Optimizer and Compiler (5 bugs)
| # | Bug | Root Cause |
|---|---|---|
| 15 | Reversed intervals {5,2} | Interval with lower > upper must be swapped, not rejected |
| 22 | SaveVal ID collision | Save-value IDs for different purposes collided |
| 23 | reduce_string_list loses ND_ST_SUPER | String merge optimization dropped the "super" status flag |
| 25 | Call-node body vs target_node in optimizer | Optimizer followed wrong pointer (call body instead of target group) |
| 26 | (?P:...) parser fallthrough | P case must delegate to prs_options when QMARK_CAPITAL_P_NAME syntax is not set |
Lesson: Optimizer passes must preserve all node flags and status bits. When merging or transforming nodes, every flag on the source node must be checked for carry-over.

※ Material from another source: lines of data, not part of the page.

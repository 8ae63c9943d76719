//! Configuration management for the qbench server.
//!
//! Supports loading configuration from:
//! 1. Configuration files (YAML)
//! 2. Environment variables (`QBENCH_*` and `RABBITMQ_*`)
//! 3. .env files
//!
//! Configuration precedence (highest to lowest):
//! 1. Environment variables
//! 2. Configuration file
//! 3. Default values

use std::fmt;
use std::net::SocketAddr;
use std::path::Path;
use std::time::Duration;

use qbench_sched::{QueueSettings, UnknownStatusPolicy};
use serde::{Deserialize, Serialize};

/// Complete server configuration.
#[derive(Debug, Clone, Default, Serialize, Deserialize)]
pub struct Config {
    /// HTTP server configuration
    #[serde(default)]
    pub server: ServerConfig,

    /// Run state storage configuration
    #[serde(default)]
    pub storage: StorageConfig,

    /// Message broker configuration
    #[serde(default)]
    pub broker: BrokerConfig,

    /// Logging configuration
    #[serde(default)]
    pub logging: LoggingConfig,
}

/// HTTP server settings.
#[derive(Debug, Clone, Serialize, Deserialize)]
pub struct ServerConfig {
    /// Bind address (e.g., "0.0.0.0:8000")
    #[serde(default = "default_address")]
    pub address: String,
}

/// Run state storage settings.
#[derive(Debug, Clone, Serialize, Deserialize)]
pub struct StorageConfig {
    /// Storage backend: "memory" or "sqlite"
    #[serde(default = "default_storage_backend")]
    pub backend: String,

    /// Database file for the sqlite backend
    #[serde(default = "default_sqlite_path")]
    pub path: String,
}

/// Message broker settings.
#[derive(Clone, Serialize, Deserialize)]
pub struct BrokerConfig {
    /// Broker backend: "memory" or "amqp"
    #[serde(default = "default_broker_backend")]
    pub backend: String,

    #[serde(default = "default_host")]
    pub host: String,

    #[serde(default = "default_port")]
    pub port: u16,

    #[serde(default = "default_user")]
    pub user: String,

    #[serde(default = "default_password")]
    pub password: String,

    #[serde(default = "default_vhost")]
    pub vhost: String,

    #[serde(default = "default_task_queue")]
    pub task_queue: String,

    #[serde(default = "default_result_queue")]
    pub result_queue: String,

    /// Attempts to open a connection before giving up
    #[serde(default = "default_attempts")]
    pub connection_attempts: u32,

    /// Pause between connection attempts, in seconds
    #[serde(default = "default_retry_delay")]
    pub retry_delay_seconds: u64,

    /// Attempts to publish one task
    #[serde(default = "default_attempts")]
    pub publish_attempts: u32,

    /// Unacknowledged result messages per consumer
    #[serde(default = "default_prefetch")]
    pub prefetch: u16,

    /// Handling of result messages with an unrecognised status
    #[serde(default)]
    pub unknown_status: UnknownStatusPolicy,
}

impl fmt::Debug for BrokerConfig {
    fn fmt(&self, f: &mut fmt::Formatter<'_>) -> fmt::Result {
        f.debug_struct("BrokerConfig")
            .field("backend", &self.backend)
            .field("host", &self.host)
            .field("port", &self.port)
            .field("user", &self.user)
            .field("password", &"[REDACTED]")
            .field("vhost", &self.vhost)
            .field("task_queue", &self.task_queue)
            .field("result_queue", &self.result_queue)
            .field("connection_attempts", &self.connection_attempts)
            .field("retry_delay_seconds", &self.retry_delay_seconds)
            .field("publish_attempts", &self.publish_attempts)
            .field("prefetch", &self.prefetch)
            .field("unknown_status", &self.unknown_status)
            .finish()
    }
}

/// Logging configuration.
#[derive(Debug, Clone, Serialize, Deserialize)]
pub struct LoggingConfig {
    /// Log level: "trace", "debug", "info", "warn", "error"
    #[serde(default = "default_log_level")]
    pub level: String,

    /// Log format: "console" or "json"
    #[serde(default = "default_log_format")]
    pub format: String,
}

// Default value functions
fn default_address() -> String {
    "0.0.0.0:8000".to_string()
}

fn default_storage_backend() -> String {
    "memory".to_string()
}

fn default_sqlite_path() -> String {
    "qbench.db".to_string()
}

fn default_broker_backend() -> String {
    "memory".to_string()
}

fn default_host() -> String {
    "localhost".to_string()
}

fn default_port() -> u16 {
    5672
}

fn default_user() -> String {
    "guest".to_string()
}

fn default_password() -> String {
    "guest".to_string()
}

fn default_vhost() -> String {
    "/".to_string()
}

fn default_task_queue() -> String {
    qbench_sched::broker::DEFAULT_TASK_QUEUE.to_string()
}

fn default_result_queue() -> String {
    qbench_sched::broker::DEFAULT_RESULT_QUEUE.to_string()
}

fn default_attempts() -> u32 {
    3
}

fn default_retry_delay() -> u64 {
    3
}

fn default_prefetch() -> u16 {
    1
}

fn default_log_level() -> String {
    "info".to_string()
}

fn default_log_format() -> String {
    "console".to_string()
}

impl Default for ServerConfig {
    fn default() -> Self {
        Self {
            address: default_address(),
        }
    }
}

impl Default for StorageConfig {
    fn default() -> Self {
        Self {
            backend: default_storage_backend(),
            path: default_sqlite_path(),
        }
    }
}

impl Default for BrokerConfig {
    fn default() -> Self {
        Self {
            backend: default_broker_backend(),
            host: default_host(),
            port: default_port(),
            user: default_user(),
            password: default_password(),
            vhost: default_vhost(),
            task_queue: default_task_queue(),
            result_queue: default_result_queue(),
            connection_attempts: default_attempts(),
            retry_delay_seconds: default_retry_delay(),
            publish_attempts: default_attempts(),
            prefetch: default_prefetch(),
            unknown_status: UnknownStatusPolicy::default(),
        }
    }
}

impl Default for LoggingConfig {
    fn default() -> Self {
        Self {
            level: default_log_level(),
            format: default_log_format(),
        }
    }
}

impl BrokerConfig {
    /// Queue names and retry budgets for the pipeline.
    pub fn queue_settings(&self) -> QueueSettings {
        QueueSettings {
            task_queue: self.task_queue.clone(),
            result_queue: self.result_queue.clone(),
            connection_attempts: self.connection_attempts,
            retry_delay: Duration::from_secs(self.retry_delay_seconds),
            publish_attempts: self.publish_attempts,
            prefetch: self.prefetch,
        }
    }
}

impl Config {
    /// Load configuration from a YAML file.
    pub fn from_file<P: AsRef<Path>>(path: P) -> Result<Self, ConfigError> {
        let contents = std::fs::read_to_string(path.as_ref())
            .map_err(|e| ConfigError::IoError(e.to_string()))?;
        Self::from_yaml(&contents)
    }

    /// Parse and validate a YAML document.
    pub fn from_yaml(contents: &str) -> Result<Self, ConfigError> {
        let config: Config = serde_yaml_ng::from_str(contents)
            .map_err(|e| ConfigError::ParseError(e.to_string()))?;

        config.validate()?;
        Ok(config)
    }

    /// Load configuration with the following precedence:
    /// 1. Load .env file if it exists
    /// 2. Load from file if provided
    /// 3. Apply environment variable overrides
    pub fn load(config_file: Option<&str>) -> Result<Self, ConfigError> {
        dotenvy::dotenv().ok();

        let config = match config_file {
            Some(path) => Self::from_file(path)?,
            None => Config::default(),
        };

        let config = config.merge_env()?;
        config.validate()?;
        Ok(config)
    }

    fn merge_env(self) -> Result<Self, ConfigError> {
        self.merge_vars(|key| std::env::var(key).ok())
    }

    /// Apply overrides from a variable lookup.
    ///
    /// Only variables that are set override the current values. Numeric
    /// variables that do not parse are rejected.
    pub fn merge_vars<F>(mut self, lookup: F) -> Result<Self, ConfigError>
    where
        F: Fn(&str) -> Option<String>,
    {
        // Server
        if let Some(v) = lookup("QBENCH_BIND") {
            self.server.address = v;
        }

        // Storage
        if let Some(v) = lookup("QBENCH_STORAGE") {
            self.storage.backend = v;
        }
        if let Some(v) = lookup("QBENCH_SQLITE_PATH") {
            self.storage.path = v;
        }

        // Broker
        if let Some(v) = lookup("QBENCH_BROKER") {
            self.broker.backend = v;
        }
        if let Some(v) = lookup("RABBITMQ_HOST") {
            self.broker.host = v;
        }
        if let Some(v) = lookup("RABBITMQ_PORT") {
            self.broker.port = parse_var("RABBITMQ_PORT", &v)?;
        }
        if let Some(v) = lookup("RABBITMQ_USER") {
            self.broker.user = v;
        }
        if let Some(v) = lookup("RABBITMQ_PASS") {
            self.broker.password = v;
        }
        if let Some(v) = lookup("RABBITMQ_VHOST") {
            self.broker.vhost = v;
        }
        if let Some(v) = lookup("QBENCH_TASK_QUEUE") {
            self.broker.task_queue = v;
        }
        if let Some(v) = lookup("QBENCH_RESULT_QUEUE") {
            self.broker.result_queue = v;
        }

        // Logging
        if let Some(v) = lookup("QBENCH_LOG_LEVEL") {
            self.logging.level = v;
        }
        if let Some(v) = lookup("QBENCH_LOG_FORMAT") {
            self.logging.format = v;
        }

        Ok(self)
    }

    /// Validate configuration values.
    pub fn validate(&self) -> Result<(), ConfigError> {
        self.bind_address()?;

        match self.storage.backend.as_str() {
            "memory" => {}
            "sqlite" => {
                if self.storage.path.is_empty() {
                    return Err(ConfigError::ValidationError(
                        "sqlite storage requires a path".to_string(),
                    ));
                }
            }
            other => {
                return Err(ConfigError::ValidationError(format!(
                    "Unknown storage backend: {other}"
                )));
            }
        }

        let broker = &self.broker;
        match broker.backend.as_str() {
            "memory" | "amqp" => {}
            other => {
                return Err(ConfigError::ValidationError(format!(
                    "Unknown broker backend: {other}"
                )));
            }
        }
        if broker.task_queue.is_empty() || broker.result_queue.is_empty() {
            return Err(ConfigError::ValidationError(
                "queue names must not be empty".to_string(),
            ));
        }
        if broker.task_queue == broker.result_queue {
            return Err(ConfigError::ValidationError(format!(
                "task and result queue must differ (both '{}')",
                broker.task_queue
            )));
        }
        if broker.connection_attempts == 0 || broker.publish_attempts == 0 {
            return Err(ConfigError::ValidationError(
                "connection_attempts and publish_attempts must be greater than 0".to_string(),
            ));
        }
        if broker.prefetch == 0 {
            return Err(ConfigError::ValidationError(
                "prefetch must be greater than 0".to_string(),
            ));
        }

        match self.logging.level.as_str() {
            "trace" | "debug" | "info" | "warn" | "error" => {}
            other => {
                return Err(ConfigError::ValidationError(format!(
                    "Invalid log level: {other}"
                )));
            }
        }

        match self.logging.format.as_str() {
            "console" | "json" => {}
            other => {
                return Err(ConfigError::ValidationError(format!(
                    "Invalid log format: {other}"
                )));
            }
        }

        Ok(())
    }

    /// Get the parsed HTTP bind address.
    pub fn bind_address(&self) -> Result<SocketAddr, ConfigError> {
        self.server.address.parse().map_err(|_| {
            ConfigError::ValidationError(format!("Invalid bind address: {}", self.server.address))
        })
    }
}

fn parse_var<T: std::str::FromStr>(key: &str, value: &str) -> Result<T, ConfigError> {
    value
        .parse()
        .map_err(|_| ConfigError::ValidationError(format!("Invalid value for {key}: {value}")))
}

/// Configuration errors.
#[derive(Debug, thiserror::Error)]
pub enum ConfigError {
    #[error("IO error: {0}")]
    IoError(String),

    #[error("Parse error: {0}")]
    ParseError(String),

    #[error("Validation error: {0}")]
    ValidationError(String),
}
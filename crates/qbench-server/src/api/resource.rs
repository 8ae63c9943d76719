//! Bulk resource lookup.

use std::collections::BTreeMap;
use std::sync::Arc;

use axum::{Json, extract::State};
use qbench_sched::{ResourceKind, ResourceSummary};
use serde::Serialize;
use serde_json::Value;

use crate::dto::{ResourceFetchRequest, ResourceFetchResponse};
use crate::error::ApiError;
use crate::state::AppState;

/// POST /api/resources - Fetch encodings, ansaetze and datasets by id in
/// one call.
///
/// Returns full records when `full` is set and name/description/depth
/// summaries otherwise. Unknown ids are skipped.
pub async fn fetch_resources(
    State(state): State<Arc<AppState>>,
    Json(req): Json<ResourceFetchRequest>,
) -> Result<Json<ResourceFetchResponse>, ApiError> {
    let mut response = ResourceFetchResponse::default();

    for &id in &req.encoding_ids {
        if let Some(encoding) = state.store.find_encoding(id).await? {
            let summary = ResourceSummary::from(&encoding);
            insert(&mut response.encodings, id, &encoding, &summary, req.full)?;
        }
    }

    for (kind, ids, target) in [
        (ResourceKind::Ansatz, &req.ansatz_ids, &mut response.ansaetze),
        (ResourceKind::Dataset, &req.dataset_ids, &mut response.datasets),
    ] {
        for &id in ids {
            if let Some(entry) = state.store.find_resource(kind, id).await? {
                insert(target, id, &entry, &entry.summary(), req.full)?;
            }
        }
    }

    Ok(Json(response))
}

fn insert<T: Serialize>(
    target: &mut BTreeMap<u64, Value>,
    id: u64,
    full: &T,
    summary: &ResourceSummary,
    want_full: bool,
) -> Result<(), ApiError> {
    let value = if want_full {
        serde_json::to_value(full)
    } else {
        serde_json::to_value(summary)
    };
    target.insert(id, value.map_err(|e| ApiError::Internal(e.to_string()))?);
    Ok(())
}
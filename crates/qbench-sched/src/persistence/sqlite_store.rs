//! SQLite-based persistence for production use.

use std::path::Path;
use std::sync::{Arc, Mutex, MutexGuard};

use async_trait::async_trait;
use rusqlite::{Connection, OptionalExtension};
use serde::Serialize;
use serde::de::DeserializeOwned;

use crate::catalog::{CatalogEntry, ResourceKind};
use crate::encoding::Encoding;
use crate::error::{SchedError, SchedResult};
use crate::persistence::StateStore;
use crate::run::{BenchmarkResult, BenchmarkRun, RunId, RunUpdate};

/// SQLite-based state store.
///
/// Records are kept as JSON documents next to the columns used for lookup
/// and ordering. Recommended for anything that must survive a restart.
pub struct SqliteStore {
    conn: Arc<Mutex<Connection>>,
}

impl SqliteStore {
    /// Create a new SQLite store at the given path.
    pub fn new(path: impl AsRef<Path>) -> SchedResult<Self> {
        let conn = Connection::open(path)?;
        let store = Self {
            conn: Arc::new(Mutex::new(conn)),
        };
        store.init_schema_sync()?;
        Ok(store)
    }

    /// Create a new in-memory SQLite store.
    pub fn in_memory() -> SchedResult<Self> {
        let conn = Connection::open_in_memory()?;
        let store = Self {
            conn: Arc::new(Mutex::new(conn)),
        };
        store.init_schema_sync()?;
        Ok(store)
    }

    fn lock(&self) -> SchedResult<MutexGuard<'_, Connection>> {
        self.conn
            .lock()
            .map_err(|e| SchedError::DatabaseError(e.to_string()))
    }

    fn init_schema_sync(&self) -> SchedResult<()> {
        let conn = self.lock()?;
        conn.execute_batch(
            r#"
            CREATE TABLE IF NOT EXISTS counters (
                name TEXT PRIMARY KEY,
                value INTEGER NOT NULL
            );

            CREATE TABLE IF NOT EXISTS runs (
                id INTEGER PRIMARY KEY,
                status TEXT NOT NULL,
                data TEXT NOT NULL,
                updated_at TEXT NOT NULL
            );

            CREATE INDEX IF NOT EXISTS idx_runs_status ON runs(status);

            CREATE TABLE IF NOT EXISTS results (
                run_id INTEGER PRIMARY KEY,
                data TEXT NOT NULL
            );

            CREATE TABLE IF NOT EXISTS encodings (
                id INTEGER PRIMARY KEY,
                name TEXT NOT NULL,
                data TEXT NOT NULL
            );

            CREATE TABLE IF NOT EXISTS catalog (
                kind TEXT NOT NULL,
                id INTEGER NOT NULL,
                name TEXT NOT NULL,
                data TEXT NOT NULL,
                PRIMARY KEY (kind, id)
            );
            "#,
        )?;
        Ok(())
    }
}

fn to_i64(id: u64) -> SchedResult<i64> {
    i64::try_from(id).map_err(|_| SchedError::PersistenceError(format!("id {id} out of range")))
}

fn write_run(conn: &Connection, run: &BenchmarkRun) -> SchedResult<()> {
    let data = serde_json::to_string(run)?;
    conn.execute(
        "INSERT OR REPLACE INTO runs (id, status, data, updated_at) VALUES (?1, ?2, ?3, ?4)",
        rusqlite::params![
            to_i64(run.id.0)?,
            run.status.name(),
            data,
            run.updated_at.to_rfc3339()
        ],
    )?;
    Ok(())
}

fn read_one<T: DeserializeOwned>(conn: &Connection, sql: &str, key: i64) -> SchedResult<Option<T>> {
    let data: Option<String> = conn
        .query_row(sql, rusqlite::params![key], |row| row.get(0))
        .optional()?;
    data.map(|d| serde_json::from_str(&d).map_err(SchedError::from))
        .transpose()
}

fn read_all<T: DeserializeOwned>(conn: &Connection, sql: &str) -> SchedResult<Vec<T>> {
    let mut stmt = conn.prepare(sql)?;
    let rows = stmt.query_map([], |row| row.get::<_, String>(0))?;
    let mut items = Vec::new();
    for data in rows {
        items.push(serde_json::from_str(&data?)?);
    }
    Ok(items)
}

fn write_doc<T: Serialize>(conn: &Connection, sql: &str, key: i64, doc: &T) -> SchedResult<()> {
    let data = serde_json::to_string(doc)?;
    conn.execute(sql, rusqlite::params![key, data])?;
    Ok(())
}

#[async_trait]
impl StateStore for SqliteStore {
    async fn allocate_next_id(&self, counter: &str) -> SchedResult<u64> {
        let conn = self.lock()?;
        conn.execute(
            r#"
            INSERT INTO counters (name, value) VALUES (?1, 1)
            ON CONFLICT(name) DO UPDATE SET value = value + 1
            "#,
            rusqlite::params![counter],
        )?;
        let value: i64 = conn.query_row(
            "SELECT value FROM counters WHERE name = ?1",
            rusqlite::params![counter],
            |row| row.get(0),
        )?;
        u64::try_from(value)
            .map_err(|_| SchedError::PersistenceError(format!("counter {counter} is negative")))
    }

    async fn create_run(&self, run: &BenchmarkRun) -> SchedResult<()> {
        let conn = self.lock()?;
        write_run(&conn, run)
    }

    async fn find_run(&self, id: RunId) -> SchedResult<Option<BenchmarkRun>> {
        let conn = self.lock()?;
        read_one(&conn, "SELECT data FROM runs WHERE id = ?1", to_i64(id.0)?)
    }

    async fn update_run(&self, id: RunId, update: &RunUpdate) -> SchedResult<BenchmarkRun> {
        // Load, update, save under one lock
        let conn = self.lock()?;
        let mut run: BenchmarkRun =
            read_one(&conn, "SELECT data FROM runs WHERE id = ?1", to_i64(id.0)?)?
                .ok_or(SchedError::RunNotFound(id))?;
        run.apply(update);
        write_run(&conn, &run)?;
        Ok(run)
    }

    async fn list_runs(&self) -> SchedResult<Vec<BenchmarkRun>> {
        let conn = self.lock()?;
        read_all(&conn, "SELECT data FROM runs ORDER BY id")
    }

    async fn delete_run(&self, id: RunId) -> SchedResult<bool> {
        let conn = self.lock()?;
        let deleted = conn.execute(
            "DELETE FROM runs WHERE id = ?1",
            rusqlite::params![to_i64(id.0)?],
        )?;
        Ok(deleted > 0)
    }

    async fn save_result(&self, result: &BenchmarkResult) -> SchedResult<()> {
        let conn = self.lock()?;
        write_doc(
            &conn,
            "INSERT OR REPLACE INTO results (run_id, data) VALUES (?1, ?2)",
            to_i64(result.run_id.0)?,
            result,
        )
    }

    async fn find_result(&self, run_id: RunId) -> SchedResult<Option<BenchmarkResult>> {
        let conn = self.lock()?;
        read_one(
            &conn,
            "SELECT data FROM results WHERE run_id = ?1",
            to_i64(run_id.0)?,
        )
    }

    async fn list_results(&self) -> SchedResult<Vec<BenchmarkResult>> {
        let conn = self.lock()?;
        read_all(&conn, "SELECT data FROM results ORDER BY run_id")
    }

    async fn delete_result(&self, run_id: RunId) -> SchedResult<bool> {
        let conn = self.lock()?;
        let deleted = conn.execute(
            "DELETE FROM results WHERE run_id = ?1",
            rusqlite::params![to_i64(run_id.0)?],
        )?;
        Ok(deleted > 0)
    }

    async fn save_encoding(&self, encoding: &Encoding) -> SchedResult<()> {
        let conn = self.lock()?;
        let data = serde_json::to_string(encoding)?;
        conn.execute(
            "INSERT OR REPLACE INTO encodings (id, name, data) VALUES (?1, ?2, ?3)",
            rusqlite::params![to_i64(encoding.id)?, encoding.name, data],
        )?;
        Ok(())
    }

    async fn find_encoding(&self, id: u64) -> SchedResult<Option<Encoding>> {
        let conn = self.lock()?;
        read_one(&conn, "SELECT data FROM encodings WHERE id = ?1", to_i64(id)?)
    }

    async fn list_encodings(&self) -> SchedResult<Vec<Encoding>> {
        let conn = self.lock()?;
        read_all(&conn, "SELECT data FROM encodings ORDER BY id")
    }

    async fn delete_encoding(&self, id: u64) -> SchedResult<bool> {
        let conn = self.lock()?;
        let deleted = conn.execute(
            "DELETE FROM encodings WHERE id = ?1",
            rusqlite::params![to_i64(id)?],
        )?;
        Ok(deleted > 0)
    }

    async fn save_resource(&self, entry: &CatalogEntry) -> SchedResult<()> {
        let conn = self.lock()?;
        let data = serde_json::to_string(entry)?;
        conn.execute(
            "INSERT OR REPLACE INTO catalog (kind, id, name, data) VALUES (?1, ?2, ?3, ?4)",
            rusqlite::params![entry.kind.name(), to_i64(entry.id)?, entry.name, data],
        )?;
        Ok(())
    }

    async fn find_resource(
        &self,
        kind: ResourceKind,
        id: u64,
    ) -> SchedResult<Option<CatalogEntry>> {
        let conn = self.lock()?;
        let data: Option<String> = conn
            .query_row(
                "SELECT data FROM catalog WHERE kind = ?1 AND id = ?2",
                rusqlite::params![kind.name(), to_i64(id)?],
                |row| row.get(0),
            )
            .optional()?;
        data.map(|d| serde_json::from_str(&d).map_err(SchedError::from))
            .transpose()
    }

    async fn list_resources(&self, kind: ResourceKind) -> SchedResult<Vec<CatalogEntry>> {
        let conn = self.lock()?;
        let mut stmt = conn.prepare("SELECT data FROM catalog WHERE kind = ?1 ORDER BY id")?;
        let rows = stmt.query_map(rusqlite::params![kind.name()], |row| row.get::<_, String>(0))?;
        let mut entries = Vec::new();
        for data in rows {
            entries.push(serde_json::from_str(&data?)?);
        }
        Ok(entries)
    }

    async fn delete_resource(&self, kind: ResourceKind, id: u64) -> SchedResult<bool> {
        let conn = self.lock()?;
        let deleted = conn.execute(
            "DELETE FROM catalog WHERE kind = ?1 AND id = ?2",
            rusqlite::params![kind.name(), to_i64(id)?],
        )?;
        Ok(deleted > 0)
    }
}

#[cfg(test)]
mod tests {
    use super::*;
    use crate::persistence::conformance;
    use crate::run::RunStatus;

    #[tokio::test]
    async fn test_sqlite_store_conformance() {
        let store = SqliteStore::in_memory().unwrap();
        conformance::check_all(&store).await;
    }

    #[tokio::test]
    async fn test_sqlite_store_survives_reopen() {
        let dir = tempfile::tempdir().unwrap();
        let path = dir.path().join("qbench.db");

        {
            let store = SqliteStore::new(&path).unwrap();
            let id = store.allocate_next_id("benchmarkRuns").await.unwrap();
            store
                .create_run(&BenchmarkRun::new(RunId(id), 1, 2, 3))
                .await
                .unwrap();
            store
                .update_run(RunId(id), &RunUpdate::failed("Failed to send to worker"))
                .await
                .unwrap();
        }

        let store = SqliteStore::new(&path).unwrap();
        let run = store.find_run(RunId(1)).await.unwrap().unwrap();
        assert_eq!(run.status, RunStatus::Failed);
        assert_eq!(run.error.as_deref(), Some("Failed to send to worker"));
        assert_eq!(store.allocate_next_id("benchmarkRuns").await.unwrap(), 2);
    }
}
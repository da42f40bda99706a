//! Binary morphological closing (dilation followed by erosion)
//!
//! Fills gaps and holes smaller than the structuring element while
//! preserving the shape of larger regions. This is the gap-filling
//! half of the zone cleanup.

use viridia_core::raster::Raster;
use viridia_core::{Algorithm, Error, Result};

use super::dilate::dilate;
use super::element::StructuringElement;
use super::erode::erode;

/// Parameters for binary closing
#[derive(Debug, Clone, Default)]
pub struct ClosingParams {
    /// Structuring element shape
    pub element: StructuringElement,
}

/// Closing algorithm
#[derive(Debug, Clone, Default)]
pub struct Closing;

impl Algorithm for Closing {
    type Input = Raster<u8>;
    type Output = Raster<u8>;
    type Params = ClosingParams;
    type Error = Error;

    fn name(&self) -> &'static str {
        "Closing"
    }

    fn description(&self) -> &'static str {
        "Binary closing (dilation then erosion) to fill small gaps in the set region"
    }

    fn execute(&self, input: Self::Input, params: Self::Params) -> Result<Self::Output> {
        closing(&input, &params.element)
    }
}

/// Perform binary closing on a mask.
///
/// Closing = dilate then erode. Never removes pixels that were set in
/// the input.
pub fn closing(mask: &Raster<u8>, element: &StructuringElement) -> Result<Raster<u8>> {
    let dilated = dilate(mask, element)?;
    erode(&dilated, element)
}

Executor Dispatch (3 bugs)
| # | Bug | Root Cause |
|---|---|---|
| 21 | CUT_TO_MARK must void, not pop | Mark-cutting operation must void (discard) stack entries, not pop them |
| 27 | WordBoundary executor ignored mode parameter | ASCII-mode (?W:\b) always used Unicode word check instead of ASCII-only |
| 28 | TextSegmentBoundary compiler used reg.options | Should use per-node status ND_ST_TEXT_SEGMENT_WORD, not global regex options |
Lesson: The VM executor has mode-sensitive opcodes where behavior depends on flags embedded in the operation payload. Always verify that the correct flag source (node status vs. regex options vs. operation mode field) is consulted.
Key Takeaways
-
All 28 bugs were logic divergences, not Rust-specific issues. The 1:1 porting approach (ADR-001) made every bug diagnosable by line-by-line comparison with the C source.
-
Rust caught several bugs earlier than C would have. Unsigned integer overflow panics (bug #3), exhaustive match requirements (bugs #11, #14), and the borrow checker (bug #20) all surfaced issues that might have been silent in C.
-
The highest-risk areas are bytecode address arithmetic, VM empty-loop detection, and optimizer flag preservation. These deserve the most careful review in any future changes.
-
Multi-byte UTF-8 is a persistent source of parser bugs. Any byte in a multi-byte sequence can coincide with an ASCII syntax character. The parser must always respect encoding boundaries.
Consequences
- New contributions to the compiler or VM should include test cases for edge cases listed above (empty quantifiers, nested alternations, mode-sensitive opcodes).
- Code review should cross-reference the C original for any function in
regcomp.rs,regexec.rs, orregparse.rs.